Data entries:
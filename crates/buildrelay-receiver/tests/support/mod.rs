// buildrelay-receiver/tests/support/mod.rs
// ============================================================================
// Module: Test Support
// Description: Shared result helpers for receiver integration tests.
// ============================================================================
//! ## Overview
//! Shared test helpers for consistent Result-based assertions.

#![allow(
    clippy::panic,
    clippy::print_stdout,
    clippy::print_stderr,
    clippy::unwrap_used,
    clippy::expect_used,
    clippy::use_debug,
    clippy::dbg_macro,
    clippy::panic_in_result_fn,
    clippy::unwrap_in_result,
    dead_code,
    reason = "Test-only output and panic-based assertions are permitted."
)]

use std::error::Error;
use std::fmt;

// ========================================================================
// Test Result Helpers
// ========================================================================

/// Standard result type used across receiver integration tests.
pub type TestResult<T = ()> = Result<T, Box<dyn Error>>;

/// Lightweight error type for test assertions.
#[derive(Debug)]
struct TestError {
    /// Human-readable failure message.
    message: String,
}

impl TestError {
    /// Creates a new test error with the provided message.
    fn new(message: impl Into<String>) -> Self {
        Self {
            message: message.into(),
        }
    }
}

impl fmt::Display for TestError {
    fn fmt(&self, formatter: &mut fmt::Formatter<'_>) -> fmt::Result {
        formatter.write_str(&self.message)
    }
}

impl Error for TestError {}

/// Returns an error when a test condition fails.
///
/// # Errors
/// Returns a `TestError` when the condition is false.
pub fn ensure(condition: bool, message: impl Into<String>) -> TestResult {
    if condition { Ok(()) } else { Err(Box::new(TestError::new(message))) }
}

▶ [ABOUT THIS EXERCISE]: For every line of the records that includes the string "receiver", add one to a tally; the answer is that tally alone.

▶ [ANSWER TO THIS TASK]: 4